El libro es del autor Leonardo Corvalán, Ex- Combatiente de Malvinas, quien estuvo presente en la jornada de Memoria que se llevó a cabo en la mañana de hoy en la Casa de la Historia y la Cultura del Bicentenario. La misma, fue organizada por el Municipio y «Familia Lectora» de Omar Gonzalez.
Corvalán, peleó en Malvinas con 18 años y sin experiencia. Hoy, 43 años después, recorre el país entregando su material a escuelas y otras instituciones y contando su historia.
Valeria Noste, Directora de Cultura de la Municipalidad, comentó que «esta gestión tiene la intención de revalorizar la memoria, de sanar nuestra historia, y por sobre todo, de recordar entendiendo que la violencia no es la salida, nos pareció súper productiva la idea de Omar González, de invitarlo a que venga aquí a Gálvez»
En tanto, Omar Gonzalez, contó que tuvo «la oportunidad de conocerlo a Leo a través de las redes, de leer su libro Memoria de Guerra, que es un libro que cuando lo leés, viajás por distintas emociones, porque si hay un tema que nos traspasa a los argentinos es Malvinas y conocerlo a fue un honor para mí».
A su turno, Leo Corvalán, indicó que «son 700 libros que se hicieron, y es un libro que no se vende, o sea, no se lucra con este material porque está destinado a los colegios, bibliotecas públicas, formación docente».
«Acá en Gálvez, como son menos cantidad, entregamos dos libros a cada institución como para que puedan trabajar holgados, y así hasta llegar a entregar el último de esta segunda edición». Agregó.
Además, comentó que este libro fue escrito en el 2008 y que «nunca lo pensé editar, lo escribí en un momento particular en mi familia, y conmigo, y terminé escribiendo mis memorias… Es un libro en primera persona y trascendió de los colegios de mis hijos. Me empezaron a decir ‘Leonardo, este material no lo tenemos, lo necesitamos’. Yo decía que era para la familia, y pasaron 16 años para editarlo, porque yo no quería que saliera a la venta sino que se entregara gratuitamente».
SU PASO POR MALVINAS
«Yo soy artillero antiaéreo, soldado conscripto clase ’63. Yo fui incorporado y a los 20 días me mandaron a Malvinas, o sea, yo soy el ejemplo de los que no estaban preparados… La clase 62 ya hacía 12 meses que estaba, entonces ellos sí estaban preparados. Yo transportaba municiones para estos cañones antiaéreos, que era muy moderna en ese momento, y estuve del 15 de abril hasta que caí prisionero».

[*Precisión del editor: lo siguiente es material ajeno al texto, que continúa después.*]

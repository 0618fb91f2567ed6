//! Common test utilities and helpers for branch-protector tests

// Each test binary uses a different subset of these helpers
#![allow(dead_code)]

use branch_protector::Config;
use serde_json::{json, Value};
use wiremock::matchers::{method, path, query_param};
use wiremock::{Mock, MockServer, ResponseTemplate};

pub const TEST_TOKEN: &str = "glpat-test-token";

/// Build a configuration pointing at a mock server
pub fn test_config(uri: &str, groups: &[&str], branches: &[&str]) -> Config {
    Config {
        gitlab_url: uri.to_string(),
        gitlab_token: TEST_TOKEN.to_string(),
        groups: groups.iter().map(|g| g.to_string()).collect(),
        protected_branches: branches.iter().map(|b| b.to_string()).collect(),
        dry_run: false,
    }
}

/// Mock GitLab instance built on top of wiremock
pub struct MockGitLab {
    pub server: MockServer,
}

impl MockGitLab {
    pub async fn start() -> Self {
        Self {
            server: MockServer::start().await,
        }
    }

    pub fn uri(&self) -> String {
        self.server.uri()
    }

    /// Serve `GET /groups/{name}` and a single page of projects
    ///
    /// Nested group paths are matched in their percent-encoded form.
    pub async fn with_group(&self, name: &str, id: u64, projects: &[(u64, &str)]) {
        Mock::given(method("GET"))
            .and(path(format!("/api/v4/groups/{}", name.replace('/', "%2F"))))
            .respond_with(ResponseTemplate::new(200).set_body_json(json!({"id": id})))
            .mount(&self.server)
            .await;

        let page: Vec<Value> = projects
            .iter()
            .map(|(pid, pname)| json!({"id": pid, "name": pname}))
            .collect();

        Mock::given(method("GET"))
            .and(path(format!("/api/v4/groups/{}/projects", id)))
            .and(query_param("page", "1"))
            .respond_with(ResponseTemplate::new(200).set_body_json(page))
            .mount(&self.server)
            .await;

        Mock::given(method("GET"))
            .and(path(format!("/api/v4/groups/{}/projects", id)))
            .and(query_param("page", "2"))
            .respond_with(ResponseTemplate::new(200).set_body_json(json!([])))
            .mount(&self.server)
            .await;
    }

    /// Serve the current protected branch listing of a project
    pub async fn with_protected(&self, project_id: u64, branches: &[&str]) {
        let listing: Vec<Value> = branches.iter().map(|b| json!({"name": b})).collect();

        Mock::given(method("GET"))
            .and(path(format!("/api/v4/projects/{}/protected_branches", project_id)))
            .respond_with(ResponseTemplate::new(200).set_body_json(listing))
            .mount(&self.server)
            .await;
    }

    /// Answer every mutating call with the given statuses
    pub async fn with_mutations(&self, create: u16, update: u16, delete: u16) {
        for (verb, status) in [("POST", create), ("PUT", update), ("DELETE", delete)] {
            Mock::given(method(verb))
                .respond_with(ResponseTemplate::new(status))
                .mount(&self.server)
                .await;
        }
    }

    /// Method and path of every received request, in order
    pub async fn calls(&self) -> Vec<String> {
        self.server
            .received_requests()
            .await
            .unwrap_or_default()
            .iter()
            .map(|r| format!("{} {}", r.method, r.url.path()))
            .collect()
    }

    /// Decoded JSON bodies of every request with the given method
    pub async fn bodies(&self, verb: &str) -> Vec<Value> {
        self.server
            .received_requests()
            .await
            .unwrap_or_default()
            .iter()
            .filter(|r| r.method.to_string() == verb)
            .filter_map(|r| serde_json::from_slice(&r.body).ok())
            .collect()
    }
}
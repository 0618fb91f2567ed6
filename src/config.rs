use anyhow::{anyhow, Result};
use std::fmt;

/// Environment variable holding the GitLab base endpoint
pub const ENV_GITLAB_URL: &str = "GITLAB_URL";
/// Environment variable holding the API token
pub const ENV_GITLAB_TOKEN: &str = "GITLAB_TOKEN";
/// Environment variable holding the comma-separated group references
pub const ENV_GROUPS: &str = "GROUPS";
/// Environment variable holding the comma-separated branch names
pub const ENV_PROTECTED_BRANCHES: &str = "PROTECTED_BRANCHES";

/// Run configuration, built once at startup and never mutated
#[derive(Clone, PartialEq, Eq)]
pub struct Config {
    /// Base endpoint of the GitLab instance (without `/api/v4`)
    pub gitlab_url: String,

    /// Token sent as the `PRIVATE-TOKEN` header
    pub gitlab_token: String,

    /// Group references to process, in order
    pub groups: Vec<String>,

    /// Branch names to protect in every project
    pub protected_branches: Vec<String>,

    /// Only report what would change
    pub dry_run: bool,
}

impl Config {
    /// Load configuration from the process environment
    pub fn from_env() -> Result<Self> {
        Self::from_lookup(|key| std::env::var(key).ok())
    }

    /// Load configuration through an arbitrary variable lookup
    pub fn from_lookup<F>(lookup: F) -> Result<Self>
    where
        F: Fn(&str) -> Option<String>,
    {
        let gitlab_url = required(&lookup, ENV_GITLAB_URL)?;
        let gitlab_token = required(&lookup, ENV_GITLAB_TOKEN)?;
        let groups = required_list(&lookup, ENV_GROUPS)?;
        let protected_branches = required_list(&lookup, ENV_PROTECTED_BRANCHES)?;

        Ok(Self {
            gitlab_url: gitlab_url.trim().to_string(),
            gitlab_token,
            groups,
            protected_branches,
            dry_run: false,
        })
    }

    /// Return a copy with dry-run mode set
    pub fn with_dry_run(mut self, dry_run: bool) -> Self {
        self.dry_run = dry_run;
        self
    }

    /// Base URL of the v4 REST API
    pub fn api_base(&self) -> String {
        format!("{}/api/v4", self.gitlab_url.trim_end_matches('/'))
    }
}

impl fmt::Debug for Config {
    fn fmt(&self, f: &mut fmt::Formatter<'_>) -> fmt::Result {
        f.debug_struct("Config")
            .field("gitlab_url", &self.gitlab_url)
            .field("gitlab_token", &"<redacted>")
            .field("groups", &self.groups)
            .field("protected_branches", &self.protected_branches)
            .field("dry_run", &self.dry_run)
            .finish()
    }
}

fn required<F>(lookup: &F, key: &str) -> Result<String>
where
    F: Fn(&str) -> Option<String>,
{
    match lookup(key) {
        Some(value) if !value.trim().is_empty() => Ok(value),
        _ => Err(anyhow!("{} environment variable is not set.", key)),
    }
}

fn required_list<F>(lookup: &F, key: &str) -> Result<Vec<String>>
where
    F: Fn(&str) -> Option<String>,
{
    let items = split_list(&required(lookup, key)?);
    if items.is_empty() {
        return Err(anyhow!("{} environment variable contains no entries.", key));
    }
    Ok(items)
}

/// Split a comma-separated list, trimming items and dropping empty ones
pub fn split_list(raw: &str) -> Vec<String> {
    raw.split(',')
        .map(str::trim)
        .filter(|item| !item.is_empty())
        .map(String::from)
        .collect()
}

«Nosotros en Malvinas quedamos en nuestra posición que fue el Aeropuerto -recordó-, y todos quedamos marcados con el fallecimiento de un compañero nuestro que fue el 25 de mayo. Ese día a la mañana nos formamos, cantamos el himno por la fecha patria y al mediodía tuvimos un ataque feroz de los ingleses, que sembraron todo el sector con bombas de retardo, que no explotan en el momento sino que están programadas a explotar una hora después. Así, explotó una bomba y a nuestro compañero Gurrieri lo agarró de sorpresa, sin casco, y falleció… Fue un día que no lo olvidamos más, porque nos atacaron ferozmente por horas, pero lo más tremendo fue perder a nuestro compañero. Lo enterramos nosotros mismos, con 18 años, fue un momento difícil y creo que ahí realmente empezamos a tenerle bronca a los ingleses, porque hasta ese momento no».
«Tengo compañeros que han estado cuerpo a cuerpo con los ingleses, es totalmente distinta la situación de unos con otros, en mi caso no. Yo no tengo problema, he hecho toda una resiliencia con toda esta historia y a la mía la estoy cerrando hoy con estas memorias, entregándolas a la educación. A mí me carcomía la conciencia el que me fuera a morir con todo eso adentro, pero poder dejarlo escrito y poder entregarlo a la educación, para mí es lo mejor que me pudo haber pasado». Cerró.